### Work task
Return, word for word, only the lines of the data below that lie between the line with "pub fn update_from_directory(&mut" and the line with "and stores it.", those two lines included.

### Supplied data
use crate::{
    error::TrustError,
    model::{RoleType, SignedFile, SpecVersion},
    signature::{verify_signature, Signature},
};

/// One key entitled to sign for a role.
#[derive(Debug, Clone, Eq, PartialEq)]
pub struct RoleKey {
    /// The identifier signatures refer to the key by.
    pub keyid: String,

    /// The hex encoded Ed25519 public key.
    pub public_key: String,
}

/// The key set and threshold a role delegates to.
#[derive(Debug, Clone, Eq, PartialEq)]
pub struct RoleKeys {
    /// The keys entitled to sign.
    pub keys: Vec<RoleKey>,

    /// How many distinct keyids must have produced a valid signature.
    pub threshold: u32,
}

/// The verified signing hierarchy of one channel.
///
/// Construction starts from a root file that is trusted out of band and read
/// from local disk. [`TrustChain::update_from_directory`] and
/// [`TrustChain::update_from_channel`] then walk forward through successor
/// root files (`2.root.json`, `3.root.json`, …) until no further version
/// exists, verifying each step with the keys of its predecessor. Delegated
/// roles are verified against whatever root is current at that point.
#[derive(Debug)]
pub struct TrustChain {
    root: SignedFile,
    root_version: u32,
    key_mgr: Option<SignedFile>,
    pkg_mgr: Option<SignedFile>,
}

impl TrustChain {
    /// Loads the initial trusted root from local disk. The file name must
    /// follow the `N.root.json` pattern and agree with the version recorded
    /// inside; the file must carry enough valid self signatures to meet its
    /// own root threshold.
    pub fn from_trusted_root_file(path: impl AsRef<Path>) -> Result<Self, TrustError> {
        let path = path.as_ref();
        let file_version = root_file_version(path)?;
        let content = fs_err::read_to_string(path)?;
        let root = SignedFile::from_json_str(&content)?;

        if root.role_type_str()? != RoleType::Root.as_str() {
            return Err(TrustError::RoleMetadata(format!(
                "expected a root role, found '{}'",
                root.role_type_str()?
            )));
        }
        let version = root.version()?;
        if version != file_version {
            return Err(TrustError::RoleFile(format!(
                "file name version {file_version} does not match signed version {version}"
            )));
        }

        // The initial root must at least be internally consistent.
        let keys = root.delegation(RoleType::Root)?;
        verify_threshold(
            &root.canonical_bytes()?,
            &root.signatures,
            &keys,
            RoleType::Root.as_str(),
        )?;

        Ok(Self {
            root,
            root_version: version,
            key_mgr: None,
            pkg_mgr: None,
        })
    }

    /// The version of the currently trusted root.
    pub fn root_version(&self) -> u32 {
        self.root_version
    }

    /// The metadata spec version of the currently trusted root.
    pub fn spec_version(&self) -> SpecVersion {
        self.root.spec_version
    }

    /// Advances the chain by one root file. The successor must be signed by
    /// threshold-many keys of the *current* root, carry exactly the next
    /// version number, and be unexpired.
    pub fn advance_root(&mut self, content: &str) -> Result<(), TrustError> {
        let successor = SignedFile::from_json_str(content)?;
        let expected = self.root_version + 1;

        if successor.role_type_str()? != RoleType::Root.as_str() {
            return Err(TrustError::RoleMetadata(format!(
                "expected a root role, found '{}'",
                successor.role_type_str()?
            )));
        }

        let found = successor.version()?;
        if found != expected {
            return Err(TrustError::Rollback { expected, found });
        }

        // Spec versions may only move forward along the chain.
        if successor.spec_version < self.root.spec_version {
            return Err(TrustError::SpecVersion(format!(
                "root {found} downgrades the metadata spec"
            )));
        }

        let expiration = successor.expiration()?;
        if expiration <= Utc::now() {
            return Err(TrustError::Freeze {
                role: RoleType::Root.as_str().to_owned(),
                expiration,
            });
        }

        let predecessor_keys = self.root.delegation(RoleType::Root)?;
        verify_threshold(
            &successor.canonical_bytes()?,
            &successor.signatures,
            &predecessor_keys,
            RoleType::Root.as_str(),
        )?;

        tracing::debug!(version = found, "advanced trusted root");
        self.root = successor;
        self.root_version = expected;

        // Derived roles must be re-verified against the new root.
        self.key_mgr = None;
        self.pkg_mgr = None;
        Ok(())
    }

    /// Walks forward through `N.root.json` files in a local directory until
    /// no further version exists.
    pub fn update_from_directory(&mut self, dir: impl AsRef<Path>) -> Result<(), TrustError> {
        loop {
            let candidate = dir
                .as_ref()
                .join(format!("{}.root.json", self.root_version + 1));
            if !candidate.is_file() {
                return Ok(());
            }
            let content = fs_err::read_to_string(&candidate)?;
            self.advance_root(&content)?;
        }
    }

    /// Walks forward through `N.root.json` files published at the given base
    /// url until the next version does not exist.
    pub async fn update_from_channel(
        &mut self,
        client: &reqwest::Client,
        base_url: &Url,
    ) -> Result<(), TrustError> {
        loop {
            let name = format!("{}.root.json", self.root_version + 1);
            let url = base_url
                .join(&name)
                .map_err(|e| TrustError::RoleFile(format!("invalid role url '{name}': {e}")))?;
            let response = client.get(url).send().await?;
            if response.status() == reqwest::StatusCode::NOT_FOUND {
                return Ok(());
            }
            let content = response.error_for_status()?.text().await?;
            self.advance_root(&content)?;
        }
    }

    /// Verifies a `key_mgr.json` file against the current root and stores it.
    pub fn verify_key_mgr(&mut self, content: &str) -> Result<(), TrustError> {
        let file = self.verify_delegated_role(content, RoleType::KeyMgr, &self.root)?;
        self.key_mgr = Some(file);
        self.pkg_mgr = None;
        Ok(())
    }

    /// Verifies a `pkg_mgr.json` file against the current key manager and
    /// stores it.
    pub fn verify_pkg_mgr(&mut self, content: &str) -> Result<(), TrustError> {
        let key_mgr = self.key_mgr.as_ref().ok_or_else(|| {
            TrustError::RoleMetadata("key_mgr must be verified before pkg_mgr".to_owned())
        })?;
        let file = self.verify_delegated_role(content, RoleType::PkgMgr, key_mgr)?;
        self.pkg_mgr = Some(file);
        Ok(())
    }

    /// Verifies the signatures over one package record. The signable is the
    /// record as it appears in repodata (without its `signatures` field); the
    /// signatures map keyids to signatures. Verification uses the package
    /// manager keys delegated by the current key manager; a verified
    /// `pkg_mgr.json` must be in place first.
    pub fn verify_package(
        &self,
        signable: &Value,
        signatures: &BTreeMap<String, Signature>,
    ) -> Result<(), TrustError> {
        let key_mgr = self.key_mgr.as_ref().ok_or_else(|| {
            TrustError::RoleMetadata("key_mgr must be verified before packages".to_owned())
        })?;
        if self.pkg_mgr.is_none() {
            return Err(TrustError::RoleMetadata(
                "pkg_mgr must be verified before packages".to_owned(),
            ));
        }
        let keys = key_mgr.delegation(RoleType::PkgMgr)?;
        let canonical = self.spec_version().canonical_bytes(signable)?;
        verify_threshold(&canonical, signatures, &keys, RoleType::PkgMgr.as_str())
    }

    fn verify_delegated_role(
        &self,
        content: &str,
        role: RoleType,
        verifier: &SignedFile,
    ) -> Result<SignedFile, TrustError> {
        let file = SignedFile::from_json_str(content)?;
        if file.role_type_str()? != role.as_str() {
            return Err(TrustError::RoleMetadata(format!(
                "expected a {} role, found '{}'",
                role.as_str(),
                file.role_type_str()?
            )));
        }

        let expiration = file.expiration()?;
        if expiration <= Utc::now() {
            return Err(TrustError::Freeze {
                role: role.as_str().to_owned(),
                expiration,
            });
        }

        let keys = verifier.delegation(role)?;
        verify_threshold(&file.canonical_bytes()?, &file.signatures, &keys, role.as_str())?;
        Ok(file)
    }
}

### Task output
    pub fn update_from_directory(&mut self, dir: impl AsRef<Path>) -> Result<(), TrustError> {
        loop {
            let candidate = dir
                .as_ref()
                .join(format!("{}.root.json", self.root_version + 1));
            if !candidate.is_file() {
                return Ok(());
            }
            let content = fs_err::read_to_string(&candidate)?;
            self.advance_root(&content)?;
        }
    }

    /// Walks forward through `N.root.json` files published at the given base
    /// url until the next version does not exist.
    pub async fn update_from_channel(
        &mut self,
        client: &reqwest::Client,
        base_url: &Url,
    ) -> Result<(), TrustError> {
        loop {
            let name = format!("{}.root.json", self.root_version + 1);
            let url = base_url
                .join(&name)
                .map_err(|e| TrustError::RoleFile(format!("invalid role url '{name}': {e}")))?;
            let response = client.get(url).send().await?;
            if response.status() == reqwest::StatusCode::NOT_FOUND {
                return Ok(());
            }
            let content = response.error_for_status()?.text().await?;
            self.advance_root(&content)?;
        }
    }

    /// Verifies a `key_mgr.json` file against the current root and stores it.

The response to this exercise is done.